Monday, 29 December 2014

Seven New Year resolutions to get 2015 off to a flying start

The main problem with New Year’s resolutions is that we make them for themselves. As any good consultant will tell you (for a nice fee, of course), people don’t often know what is best for them.
When it comes to giving ourselves advice we tend to cheat a little, lie a little, convince ourselves that cutting corners isn’t so bad, and that we are right all along. We reserve the best advice for doling out to others. We lack the perspective to honestly tell ourselves what are the best things we should resolve to do.
A good way to sidestep this is to skip punishments and abstinence and instead make an annual to-do list.
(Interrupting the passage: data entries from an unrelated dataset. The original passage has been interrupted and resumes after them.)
//! # 作业参数校验
//!
//! 在执行前检查作业定义 `<parameters>` 段落中声明的每个参数：
//! 配置中已有值则保留，否则写入声明的默认值，两者皆无则记为缺失。
//! 所有缺失参数在一次调用中汇总后统一报告。

use std::fmt;

use coordinator_errors::{CoordError, CoordResult};
use once_cell::sync::Lazy;
use regex::Regex;
use roxmltree::{Document, Node};
use serde::{Deserialize, Serialize};
use tracing::{debug, instrument, warn};

use crate::job_configuration::JobConfiguration;

static WORKFLOW_SCHEMA_REGEX: Lazy<Regex> = Lazy::new(|| {
    Regex::new(r"^uri:oozie:workflow:(\d+)\.(\d+)$").expect("Invalid schema namespace pattern")
});

/// 一个 `<parameters>/<property>` 声明
#[derive(Debug, Clone, PartialEq, Eq, Serialize, Deserialize)]
pub struct ParameterDeclaration {
    pub name: String,
    pub default_value: Option<String>,
}

/// Workflow schema version taken from the definition's namespace URI
///
/// Major and minor are compared as integers, not as a decimal fraction:
/// `0.10` is newer than `0.4` and therefore falls in the advising range,
/// whereas a floating-point reading would treat it as `0.1` and stay silent.
#[derive(Debug, Clone, Copy, PartialEq, Eq, PartialOrd, Ord, Hash)]
pub struct SchemaVersion {
    pub major: u32,
    pub minor: u32,
}

impl SchemaVersion {
    pub const fn new(major: u32, minor: u32) -> Self {
        Self { major, minor }
    }

    /// `uri:oozie:workflow:<major>.<minor>`; any other URI has no version
    pub fn from_namespace(uri: &str) -> Option<Self> {
        let captures = WORKFLOW_SCHEMA_REGEX.captures(uri)?;
        let major = captures.get(1)?.as_str().parse().ok()?;
        let minor = captures.get(2)?.as_str().parse().ok()?;
        Some(Self::new(major, minor))
    }
}

impl fmt::Display for SchemaVersion {
    fn fmt(&self, f: &mut fmt::Formatter<'_>) -> fmt::Result {
        write!(f, "{}.{}", self.major, self.minor)
    }
}

/// What to do when a definition has no `<parameters>` element
#[derive(Debug, Clone, Copy, PartialEq, Eq)]
pub enum ParametersPolicy {
    Silent,
    Advise,
}

/// Half-open schema version range `[from, until)`; `until: None` is unbounded
#[derive(Debug, Clone, Copy, PartialEq, Eq)]
pub struct PolicyRange {
    pub from: SchemaVersion,
    pub until: Option<SchemaVersion>,
    pub policy: ParametersPolicy,
}

impl PolicyRange {
    fn contains(&self, version: SchemaVersion) -> bool {
        version >= self.from && self.until.map_or(true, |until| version < until)
    }
}

/// Behaviour for definitions without a `<parameters>` element, by schema version
pub const MISSING_PARAMETERS_POLICY: [PolicyRange; 2] = [
    PolicyRange {
        from: SchemaVersion::new(0, 0),
        until: Some(SchemaVersion::new(0, 4)),
        policy: ParametersPolicy::Silent,
    },
    PolicyRange {
        from: SchemaVersion::new(0, 4),
        until: None,
        policy: ParametersPolicy::Advise,
    },
];

pub fn policy_for(version: SchemaVersion) -> ParametersPolicy {
    MISSING_PARAMETERS_POLICY
        .iter()
        .find(|range| range.contains(version))
        .map(|range| range.policy)
        .unwrap_or(ParametersPolicy::Silent)
}

/// Outcome of a successful verification pass
#[derive(Debug, Clone, Default, PartialEq, Eq, Serialize, Deserialize)]
pub struct VerificationReport {
    /// Names that received their declared default, in document order
    pub applied_defaults: Vec<String>,
    /// Set when the definition omits `<parameters>` on a schema expected to declare them
    pub advisory: Option<String>,
}

/// Declared parameters of a definition, or `None` when it has no `<parameters>` element.
///
/// Entries whose trimmed name is missing or empty are dropped.
pub fn parse_declarations(root: Node<'_, '_>) -> Option<Vec<ParameterDeclaration>> {
    let parameters = child_in_namespace(root, root, "parameters")?;

    let declarations = parameters
        .children()
        .filter(|n| is_element_in_namespace(*n, root, "property"))
        .filter_map(|property| {
            let name = child_in_namespace(property, root, "name")
                .map(trimmed_text)
                .filter(|name| !name.is_empty());
            let Some(name) = name else {
                debug!(
                    "跳过没有名称的参数声明 (位置 {})",
                    property.range().start
                );
                return None;
            };
            let default_value = child_in_namespace(property, root, "value").map(trimmed_text);
            Some(ParameterDeclaration {
                name,
                default_value,
            })
        })
        .collect();

    Some(declarations)
}

/// 作业参数校验器
#[derive(Debug, Clone, Copy, Default)]
pub struct ParameterVerifier;

impl ParameterVerifier {
    pub fn new() -> Self {
        Self
    }

    /// Resolve every declared parameter against `conf`, inserting defaults for
    /// absent keys. Defaults applied before a failure stay applied.
    #[instrument(skip_all)]
    pub fn verify(
        &self,
        conf: &mut JobConfiguration,
        root: Option<Node<'_, '_>>,
    ) -> CoordResult<VerificationReport> {
        let Some(root) = root else {
            return Ok(VerificationReport::default());
        };

        let Some(declarations) = parse_declarations(root) else {
            return Ok(VerificationReport {
                applied_defaults: Vec::new(),
                advisory: legacy_advisory(root),
            });
        };

        let mut report = VerificationReport::default();
        let mut missing = Vec::new();
        for declaration in declarations {
            if conf.contains(&declaration.name) {
                continue;
            }
            match declaration.default_value {
                Some(value) => {
                    conf.set(declaration.name.clone(), value);
                    report.applied_defaults.push(declaration.name);
                }
                None => missing.push(declaration.name),
            }
        }

        if !missing.is_empty() {
            return Err(CoordError::missing_parameters(missing));
        }

        debug!("参数校验通过，应用默认值 {} 个", report.applied_defaults.len());
        Ok(report)
    }
}

/// Parse a definition document and verify it against `conf`
pub fn verify_definition_xml(
    conf: &mut JobConfiguration,
    xml: &str,
) -> CoordResult<VerificationReport> {
    let document = parse_definition(xml)?;
    ParameterVerifier::new().verify(conf, Some(document.root_element()))
}

/// Parse a definition document once so callers can both list and verify its parameters
pub fn parse_definition(xml: &str) -> CoordResult<Document<'_>> {
    Document::parse(xml)
        .map_err(|e| CoordError::definition_parse(format!("作业定义XML解析失败: {e}")))
}

fn legacy_advisory(root: Node<'_, '_>) -> Option<String> {
    let namespace = root.tag_name().namespace()?;
    let version = SchemaVersion::from_namespace(namespace)?;

    match policy_for(version) {
        ParametersPolicy::Silent => None,
        ParametersPolicy::Advise => {
            let advisory = format!(
                "作业定义 (schema {version}) 未声明 <parameters> 段落，0.4 及以上版本的定义应声明作业参数"
            );
            warn!(schema = %version, "{}", advisory);
            Some(advisory)
        }
    }
}

fn is_element_in_namespace(node: Node<'_, '_>, scope: Node<'_, '_>, name: &str) -> bool {
    node.is_element()
        && node.tag_name().name() == name
        && node.tag_name().namespace() == scope.tag_name().namespace()
}

fn child_in_namespace<'a, 'input>(
    node: Node<'a, 'input>,
    scope: Node<'_, '_>,
    name: &str,
) -> Option<Node<'a, 'input>> {
    node.children()
        .find(|child| is_element_in_namespace(*child, scope, name))
}

/// Direct text content only, trimmed
fn trimmed_text(node: Node<'_, '_>) -> String {
    node.children()
        .filter(|child| child.is_text())
        .filter_map(|child| child.text())
        .collect::<String>()
        .trim()
        .to_string()
}
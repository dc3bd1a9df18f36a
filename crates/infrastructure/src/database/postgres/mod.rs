pub mod postgres_coord_action_repository;

pub use postgres_coord_action_repository::PostgresCoordActionRepository;
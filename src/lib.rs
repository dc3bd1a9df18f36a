//! 协调器作业参数校验与动作查询
//!
//! 命令行入口见 `main.rs`，这里只暴露各命令的实现以便测试。

pub mod app;
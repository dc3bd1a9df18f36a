use anyhow::{Context, Result};
use config::{Config as ConfigBuilder, Environment, File, FileFormat};
use serde::{Deserialize, Serialize};
use std::path::Path;

use super::{database::DatabaseConfig, query::QueryConfig};
use crate::config::{DEFAULT_CONFIG_PATHS, ENV_PREFIX};
use crate::logging::LogConfig;

#[derive(Debug, Clone, Default, Serialize, Deserialize)]
pub struct AppConfig {
    pub database: DatabaseConfig,
    #[serde(default)]
    pub query: QueryConfig,
    #[serde(default)]
    pub logging: LogConfig,
}

impl AppConfig {
    pub fn load(config_path: Option<&str>) -> Result<Self> {
        let mut builder = ConfigBuilder::builder()
            .set_default("database.url", "sqlite:coordinator.db")?
            .set_default("database.max_connections", 10)?
            .set_default("database.min_connections", 1)?
            .set_default("database.connection_timeout_seconds", 30)?
            .set_default("database.idle_timeout_seconds", 600)?
            .set_default("query.default_page_size", 50)?
            .set_default("query.max_page_size", 1000)?
            .set_default("logging.level", "info")?
            .set_default("logging.format", "pretty")?;

        if let Some(path) = config_path {
            if Path::new(path).exists() {
                builder = builder.add_source(File::new(path, FileFormat::Toml));
            } else {
                return Err(anyhow::anyhow!("配置文件不存在: {}", path));
            }
        } else if let Some(path) = DEFAULT_CONFIG_PATHS
            .iter()
            .find(|path| Path::new(path).exists())
        {
            builder = builder.add_source(File::new(path, FileFormat::Toml));
        }

        // COORDINATOR_DATABASE__URL -> database.url
        builder = builder.add_source(
            Environment::with_prefix(ENV_PREFIX)
                .prefix_separator("_")
                .separator("__")
                .try_parsing(true),
        );

        let config: AppConfig = builder
            .build()
            .context("构建配置失败")?
            .try_deserialize()
            .context("反序列化配置失败")?;

        config.validate()?;

        Ok(config)
    }

    pub fn from_toml(toml_str: &str) -> Result<Self> {
        let config: AppConfig = toml::from_str(toml_str).context("解析TOML配置失败")?;
        config.validate()?;
        Ok(config)
    }

    pub fn to_toml(&self) -> Result<String> {
        toml::to_string_pretty(self).context("序列化配置为TOML失败")
    }

    pub fn validate(&self) -> Result<()> {
        self.database.validate().context("数据库配置无效")?;
        self.query.validate().context("查询配置无效")?;
        self.logging
            .validate()
            .map_err(|e| anyhow::anyhow!("日志配置无效: {e}"))?;
        Ok(())
    }
}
Instead of stopping things, add to your life. A checklist of things you want to achieve in 2015 gains more power when you put it on paper.
January is a terrible month to commit to doing anything. Gym owners rub their hands with glee at the prospect of people with great intentions but poor staying power signing up in the first week of the year. With every standing order comes a fresh pang of guilt that you slacked off weight training or didn’t stay on the rowing machine long enough.
Television broadcasts are full of ads flogging nicotine patches, gums and sprays. The bloated cartoon characters depicting the adverse effects of indigestion look strangely familiar, possibly seen in the mirror that morning. Under Quality Street wrappers, and heels of bread transformed into skyscraper turkey sandwiches, a strange worry arises that sluggishness might be tipping over into gout. And so we resolve to be better.
Abstinence and cutting back are tough enough at the best of times but are even more torturous in grim January, a month some see as a fresh welcome, others as a money- strapped no-man’s land to traverse towards the welcome border of February. It’s cold, it’s dark and it’s the wettest month.

Plan ahead

So don’t deny yourself things. Instead, plan ahead. And given that most people, organisations and businesses, do not have enough perspective on what resolutions are really important for them, I’ve decided to distribute some free resolutions so you don’t have to devise your own.

The first resolution is for potential instigators of new political parties. New hypothetical political parties and/or groupings and/or movements and/or collectives have finally overtaken the 1916 commemorations as Ireland’s Most Boring Topic.
Resolve to put up or shut up. The public can take no more lofty opinion pieces from political operators doing a merry kabuki dance with no conclusion.